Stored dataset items

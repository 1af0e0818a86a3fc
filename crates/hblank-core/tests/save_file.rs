use std::fs;

use hblank_core::{
    cartridge::{Cartridge, MbcKind},
    config::CoreConfig,
    rtc::{RTC_BLOCK_LEN, RtcClock},
    sram::{ExternalRam, RAM_BANK_SIZE, SECTOR_SIZE, SaveFile},
};
use tempfile::tempdir;

mod common;
use common::{mapped_bank, rom, write_rom};

#[test]
fn new_file_includes_the_clock_block() {
    let dir = tempdir().unwrap();
    let path = dir.path().join("clock.sav");
    let mut save = SaveFile::open(&path, RAM_BANK_SIZE, true).unwrap();
    assert_eq!(
        fs::metadata(&path).unwrap().len(),
        (RAM_BANK_SIZE + RTC_BLOCK_LEN) as u64
    );

    let mut ram = ExternalRam::new(1);
    let clock = save.read_into(&mut ram).unwrap();
    assert_eq!(clock, Some(RtcClock::default()));
}

#[test]
fn longer_file_is_left_alone() {
    let dir = tempdir().unwrap();
    let path = dir.path().join("long.sav");
    fs::write(&path, vec![0x11; 3 * RAM_BANK_SIZE]).unwrap();

    let mut save = SaveFile::open(&path, RAM_BANK_SIZE, false).unwrap();
    let mut ram = ExternalRam::new(1);
    assert_eq!(save.read_into(&mut ram).unwrap(), None);
    assert_eq!(ram.read(0, 0x1FFF), 0x11);
    assert_eq!(fs::metadata(&path).unwrap().len(), 3 * RAM_BANK_SIZE as u64);
}

#[test]
fn sector_sync_rewrites_only_dirty_sectors() {
    let dir = tempdir().unwrap();
    let path = dir.path().join("sectors.sav");
    let mut save = SaveFile::open(&path, 2 * RAM_BANK_SIZE, false).unwrap();
    let mut ram = ExternalRam::new(2);

    // Bytes on disk outside dirty sectors must survive the sync.
    let mut disk = fs::read(&path).unwrap();
    disk[5] = 0xEE;
    fs::write(&path, &disk).unwrap();

    ram.write(1, 0x0400, 0x77);
    ram.write(1, 0x0400, 0x77);
    assert_eq!(ram.dirty().count(), 1);
    assert_eq!(save.sync_dirty(&mut ram).unwrap(), 1);
    assert_eq!(save.sync_dirty(&mut ram).unwrap(), 0);

    let disk = fs::read(&path).unwrap();
    let sector = (RAM_BANK_SIZE + 0x400) / SECTOR_SIZE;
    assert_eq!(disk[sector * SECTOR_SIZE], 0x77);
    assert_eq!(disk[5], 0xEE);
    assert_eq!(ram.write_count(), 0);
}

#[test]
fn clock_write_leaves_ram_image_untouched() {
    let dir = tempdir().unwrap();
    let path = dir.path().join("rtc.sav");
    let mut save = SaveFile::open(&path, RAM_BANK_SIZE, true).unwrap();
    let mut ram = ExternalRam::new(1);
    ram.write(0, 0, 0x42);
    save.write_full(&mut ram, None).unwrap();

    let mut clock = RtcClock::default();
    clock.mbc3.minutes = 59;
    clock.last = 1_700_000_000;
    save.write_clock(&clock).unwrap();

    let mut reloaded = ExternalRam::new(1);
    assert_eq!(save.read_into(&mut reloaded).unwrap(), Some(clock));
    assert_eq!(reloaded.read(0, 0), 0x42);
}

#[test]
fn open_streams_rom_and_creates_save_file() {
    let dir = tempdir().unwrap();
    let path = write_rom(dir.path(), "game.gb", &rom(0x03, 3, 16));

    let mut c = Cartridge::open(&path, &CoreConfig::default()).unwrap();
    assert_eq!(c.kind(), MbcKind::Mbc1);
    assert_eq!(c.rom_path(), Some(path.as_path()));

    let save = path.with_extension("sav");
    assert_eq!(c.save_path(), Some(save.as_path()));
    assert_eq!(
        fs::metadata(&save).unwrap().len(),
        4 * RAM_BANK_SIZE as u64
    );

    c.write(0x2000, 0x0B);
    assert_eq!(mapped_bank(|a| c.read(a)), 0x0B);
}

#[test]
fn rom_without_battery_ram_gets_no_save_file() {
    let dir = tempdir().unwrap();
    let path = write_rom(dir.path(), "plain.gb", &rom(0x01, 0, 4));

    let c = Cartridge::open(&path, &CoreConfig::default()).unwrap();
    assert!(c.save_path().is_none());
    assert!(!path.with_extension("sav").exists());
}

#[test]
fn short_save_file_is_extended_and_loaded() {
    let dir = tempdir().unwrap();
    let path = write_rom(dir.path(), "short.gb", &rom(0x1B, 3, 8));
    let save = path.with_extension("sav");
    fs::write(&save, [0x11, 0x22, 0x33]).unwrap();

    let mut c = Cartridge::open(&path, &CoreConfig::default()).unwrap();
    assert_eq!(
        fs::metadata(&save).unwrap().len(),
        4 * RAM_BANK_SIZE as u64
    );

    c.write(0x0000, 0x0A);
    assert_eq!(c.read(0xA000), 0x11);
    assert_eq!(c.read(0xA002), 0x33);
    assert_eq!(c.read(0xA003), 0x00);
}

#[test]
fn dirty_sectors_reach_disk_on_sync() {
    let dir = tempdir().unwrap();
    let path = write_rom(dir.path(), "sync.gb", &rom(0x03, 3, 4));
    let mut c = Cartridge::open(&path, &CoreConfig::default()).unwrap();

    c.write(0x0000, 0x0A);
    c.write(0x6000, 0x01);
    c.write(0x4000, 0x02);
    c.write(0xA000, 0xAA);
    c.write(0xA001, 0xAA);
    c.write(0xB000, 0xBB);
    assert_eq!(c.ram().dirty().count(), 2);

    assert_eq!(c.sync_save().unwrap(), 2);
    assert_eq!(c.ram().dirty().count(), 0);

    let disk = fs::read(path.with_extension("sav")).unwrap();
    assert_eq!(disk[2 * RAM_BANK_SIZE], 0xAA);
    assert_eq!(disk[2 * RAM_BANK_SIZE + 1], 0xAA);
    assert_eq!(disk[2 * RAM_BANK_SIZE + 0x1000], 0xBB);
    assert_eq!(disk[0], 0x00);
}

#[test]
fn battery_ram_survives_reopen() {
    let dir = tempdir().unwrap();
    let path = write_rom(dir.path(), "persist.gb", &rom(0x1B, 2, 4));
    {
        let mut c = Cartridge::open(&path, &CoreConfig::default()).unwrap();
        c.write(0x0000, 0x0A);
        c.write(0xA123, 0x5A);
        c.save_full().unwrap();
    }

    let mut c = Cartridge::open(&path, &CoreConfig::default()).unwrap();
    c.write(0x0000, 0x0A);
    assert_eq!(c.read(0xA123), 0x5A);
}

WHAT YOU ARE ASKED TO DO: Please repeat each line above exactly.

COMPLETED TASK:
repository 1af0e0818a86a3fc
filename crates/hblank-core/tests/save_file.rs
use std::fs;

use hblank_core::{
    cartridge::{Cartridge, MbcKind},
    config::CoreConfig,
    rtc::{RTC_BLOCK_LEN, RtcClock},
    sram::{ExternalRam, RAM_BANK_SIZE, SECTOR_SIZE, SaveFile},
};
use tempfile::tempdir;

mod common;
use common::{mapped_bank, rom, write_rom};

#[test]
fn new_file_includes_the_clock_block() {
    let dir = tempdir().unwrap();
    let path = dir.path().join("clock.sav");
    let mut save = SaveFile::open(&path, RAM_BANK_SIZE, true).unwrap();
    assert_eq!(
        fs::metadata(&path).unwrap().len(),
        (RAM_BANK_SIZE + RTC_BLOCK_LEN) as u64
    );

    let mut ram = ExternalRam::new(1);
    let clock = save.read_into(&mut ram).unwrap();
    assert_eq!(clock, Some(RtcClock::default()));
}

#[test]
fn longer_file_is_left_alone() {
    let dir = tempdir().unwrap();
    let path = dir.path().join("long.sav");
    fs::write(&path, vec![0x11; 3 * RAM_BANK_SIZE]).unwrap();

    let mut save = SaveFile::open(&path, RAM_BANK_SIZE, false).unwrap();
    let mut ram = ExternalRam::new(1);
    assert_eq!(save.read_into(&mut ram).unwrap(), None);
    assert_eq!(ram.read(0, 0x1FFF), 0x11);
    assert_eq!(fs::metadata(&path).unwrap().len(), 3 * RAM_BANK_SIZE as u64);
}

#[test]
fn sector_sync_rewrites_only_dirty_sectors() {
    let dir = tempdir().unwrap();
    let path = dir.path().join("sectors.sav");
    let mut save = SaveFile::open(&path, 2 * RAM_BANK_SIZE, false).unwrap();
    let mut ram = ExternalRam::new(2);

    // Bytes on disk outside dirty sectors must survive the sync.
    let mut disk = fs::read(&path).unwrap();
    disk[5] = 0xEE;
    fs::write(&path, &disk).unwrap();

    ram.write(1, 0x0400, 0x77);
    ram.write(1, 0x0400, 0x77);
    assert_eq!(ram.dirty().count(), 1);
    assert_eq!(save.sync_dirty(&mut ram).unwrap(), 1);
    assert_eq!(save.sync_dirty(&mut ram).unwrap(), 0);

    let disk = fs::read(&path).unwrap();
    let sector = (RAM_BANK_SIZE + 0x400) / SECTOR_SIZE;
    assert_eq!(disk[sector * SECTOR_SIZE], 0x77);
    assert_eq!(disk[5], 0xEE);
    assert_eq!(ram.write_count(), 0);
}

#[test]
fn clock_write_leaves_ram_image_untouched() {
    let dir = tempdir().unwrap();
    let path = dir.path().join("rtc.sav");
    let mut save = SaveFile::open(&path, RAM_BANK_SIZE, true).unwrap();
    let mut ram = ExternalRam::new(1);
    ram.write(0, 0, 0x42);
    save.write_full(&mut ram, None).unwrap();

    let mut clock = RtcClock::default();
    clock.mbc3.minutes = 59;
    clock.last = 1_700_000_000;
    save.write_clock(&clock).unwrap();

    let mut reloaded = ExternalRam::new(1);
    assert_eq!(save.read_into(&mut reloaded).unwrap(), Some(clock));
    assert_eq!(reloaded.read(0, 0), 0x42);
}

#[test]
fn open_streams_rom_and_creates_save_file() {
    let dir = tempdir().unwrap();
    let path = write_rom(dir.path(), "game.gb", &rom(0x03, 3, 16));

    let mut c = Cartridge::open(&path, &CoreConfig::default()).unwrap();
    assert_eq!(c.kind(), MbcKind::Mbc1);
    assert_eq!(c.rom_path(), Some(path.as_path()));

    let save = path.with_extension("sav");
    assert_eq!(c.save_path(), Some(save.as_path()));
    assert_eq!(
        fs::metadata(&save).unwrap().len(),
        4 * RAM_BANK_SIZE as u64
    );

    c.write(0x2000, 0x0B);
    assert_eq!(mapped_bank(|a| c.read(a)), 0x0B);
}

#[test]
fn rom_without_battery_ram_gets_no_save_file() {
    let dir = tempdir().unwrap();
    let path = write_rom(dir.path(), "plain.gb", &rom(0x01, 0, 4));

    let c = Cartridge::open(&path, &CoreConfig::default()).unwrap();
    assert!(c.save_path().is_none());
    assert!(!path.with_extension("sav").exists());
}

#[test]
fn short_save_file_is_extended_and_loaded() {
    let dir = tempdir().unwrap();
    let path = write_rom(dir.path(), "short.gb", &rom(0x1B, 3, 8));
    let save = path.with_extension("sav");
    fs::write(&save, [0x11, 0x22, 0x33]).unwrap();

    let mut c = Cartridge::open(&path, &CoreConfig::default()).unwrap();
    assert_eq!(
        fs::metadata(&save).unwrap().len(),
        4 * RAM_BANK_SIZE as u64
    );

    c.write(0x0000, 0x0A);
    assert_eq!(c.read(0xA000), 0x11);
    assert_eq!(c.read(0xA002), 0x33);
    assert_eq!(c.read(0xA003), 0x00);
}

#[test]
fn dirty_sectors_reach_disk_on_sync() {
    let dir = tempdir().unwrap();
    let path = write_rom(dir.path(), "sync.gb", &rom(0x03, 3, 4));
    let mut c = Cartridge::open(&path, &CoreConfig::default()).unwrap();

    c.write(0x0000, 0x0A);
    c.write(0x6000, 0x01);
    c.write(0x4000, 0x02);
    c.write(0xA000, 0xAA);
    c.write(0xA001, 0xAA);
    c.write(0xB000, 0xBB);
    assert_eq!(c.ram().dirty().count(), 2);

    assert_eq!(c.sync_save().unwrap(), 2);
    assert_eq!(c.ram().dirty().count(), 0);

    let disk = fs::read(path.with_extension("sav")).unwrap();
    assert_eq!(disk[2 * RAM_BANK_SIZE], 0xAA);
    assert_eq!(disk[2 * RAM_BANK_SIZE + 1], 0xAA);
    assert_eq!(disk[2 * RAM_BANK_SIZE + 0x1000], 0xBB);
    assert_eq!(disk[0], 0x00);
}

#[test]
fn battery_ram_survives_reopen() {
    let dir = tempdir().unwrap();
    let path = write_rom(dir.path(), "persist.gb", &rom(0x1B, 2, 4));
    {
        let mut c = Cartridge::open(&path, &CoreConfig::default()).unwrap();
        c.write(0x0000, 0x0A);
        c.write(0xA123, 0x5A);
        c.save_full().unwrap();
    }

    let mut c = Cartridge::open(&path, &CoreConfig::default()).unwrap();
    c.write(0x0000, 0x0A);
    assert_eq!(c.read(0xA123), 0x5A);
}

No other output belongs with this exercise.